The Finance Bill and Tax Administration
By Ndiritu Muriithi

Kenya’s Finance Bill has once again triggered national debate on taxation, government spending, and fiscal reforms, with experts calling for greater focus on tax administration rather than the introduction of new taxes.

Economist and Kenya Revenue Authority (KRA) Chairman, Ndiritu Muriithi, stated that public discussions around the Finance Bill often concentrate heavily on tax increases while paying less attention to expenditure management and the overall budget process.

According to Muriithi, the Finance Bill forms only one part of the wider fiscal framework, which includes debt management, budget planning, and public expenditure decisions. He argued that improving efficiency in tax administration could generate more sustainable revenue growth than introducing additional taxes.

Several proposals contained in the latest Finance Bill are aimed at strengthening tax administration and improving compliance. Among them are measures to simplify the taxation of trust income, clarify industrial building allowances, and ensure certain non-resident transactions involving Kenyan assets are properly taxed.

The bill also proposes removing penalties and interest arising from errors caused by the electronic systems of the Kenya Revenue Authority. Analysts believe the move could improve taxpayer confidence and reduce disputes between businesses and tax authorities.

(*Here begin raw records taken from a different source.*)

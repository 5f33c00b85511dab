//! # gamehub-server
//!
//! Axum HTTP + `WebSocket` gateway for the telemetry hub.
//!
//! - `/ws`: game clients and dashboards connect here; every inbound event is
//!   counted and rebroadcast to all live connections
//! - `/health`, `/stats`: read-only projections of the aggregate counters
//! - `/metrics`: Prometheus exposition
//! - Graceful shutdown via `CancellationToken`: live connections receive a
//!   normal close frame before the listener stops

#![deny(unsafe_code)]
#![deny(missing_docs)]

pub mod config;
pub mod errors;
pub mod health;
pub mod metrics;
pub mod protocol;
pub mod server;
pub mod shutdown;
pub mod websocket;

pub use config::ServerConfig;
pub use errors::ServerError;
pub use server::{AppState, GameHubServer};
//! Prometheus metrics recorder and `/metrics` endpoint handler.

use metrics_exporter_prometheus::{BuildError, PrometheusBuilder, PrometheusHandle};
use tracing::info;

/// Install the Prometheus metrics recorder (global).
///
/// Returns the `PrometheusHandle` used to render the `/metrics` endpoint.
/// Must be called once at startup before any metrics are recorded.
pub fn install_recorder() -> Result<PrometheusHandle, BuildError> {
    let handle = PrometheusBuilder::new().install_recorder()?;
    info!("prometheus metrics recorder installed");
    Ok(handle)
}

/// Render Prometheus text format from the installed recorder.
pub fn render(handle: &PrometheusHandle) -> String {
    handle.render()
}

// Metric name constants to avoid typos across modules.

/// WebSocket connections opened total (counter).
pub const WS_CONNECTIONS_TOTAL: &str = "ws_connections_total";
/// WebSocket disconnections total (counter).
pub const WS_DISCONNECTIONS_TOTAL: &str = "ws_disconnections_total";
/// Active WebSocket connections (gauge).
pub const WS_CONNECTIONS_ACTIVE: &str = "ws_connections_active";
/// Broadcast drops total (counter).
pub const WS_BROADCAST_DROPS_TOTAL: &str = "ws_broadcast_drops_total";
/// Connection lifetime seconds (histogram).
pub const WS_CONNECTION_DURATION_SECONDS: &str = "ws_connection_duration_seconds";
/// Well-formed events received (counter, labels: type).
pub const HUB_EVENTS_TOTAL: &str = "hub_events_total";
/// Inbound frames rejected by the parser (counter).
pub const HUB_MALFORMED_FRAMES_TOTAL: &str = "hub_malformed_frames_total";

Another key proposal is the introduction of pre-filled tax returns, where taxpayers would receive tax information already available within KRA databases before filing their returns. Supporters say the initiative could simplify compliance, reduce filing errors, and improve efficiency in revenue collection.

Muriithi defended the proposal, noting that modern tax systems should assist taxpayers in meeting obligations rather than relying heavily on penalties after filing mistakes occur. He described the approach as part of global best practices aimed at encouraging voluntary compliance.

Debate has also emerged over proposals to shorten filing deadlines for some tax returns. While critics warn that the changes may place additional pressure on businesses and taxpayers, supporters argue that faster reporting enhances accountability and transparency.

Beyond the provisions of the Finance Bill itself, Muriithi questioned the long-standing practice of introducing major tax changes annually through Finance Bills. According to him, frequent amendments to tax laws create uncertainty for businesses and discourage long-term investment planning.

He suggested that Kenya adopt a more predictable tax policy framework where significant tax changes occur less frequently, allowing businesses and investors to operate within a stable fiscal environment.

The discussion comes as the Kenyan government seeks alternative ways to increase revenue collection following public resistance to previous tax measures. Government officials have indicated that future reforms may focus more on improving tax compliance, broadening the tax base, and digitising tax administration rather than introducing entirely new taxes.

Economic experts maintain that improving administrative efficiency and increasing voluntary compliance could help Kenya strengthen revenue generation without placing excessive pressure on already compliant taxpayers.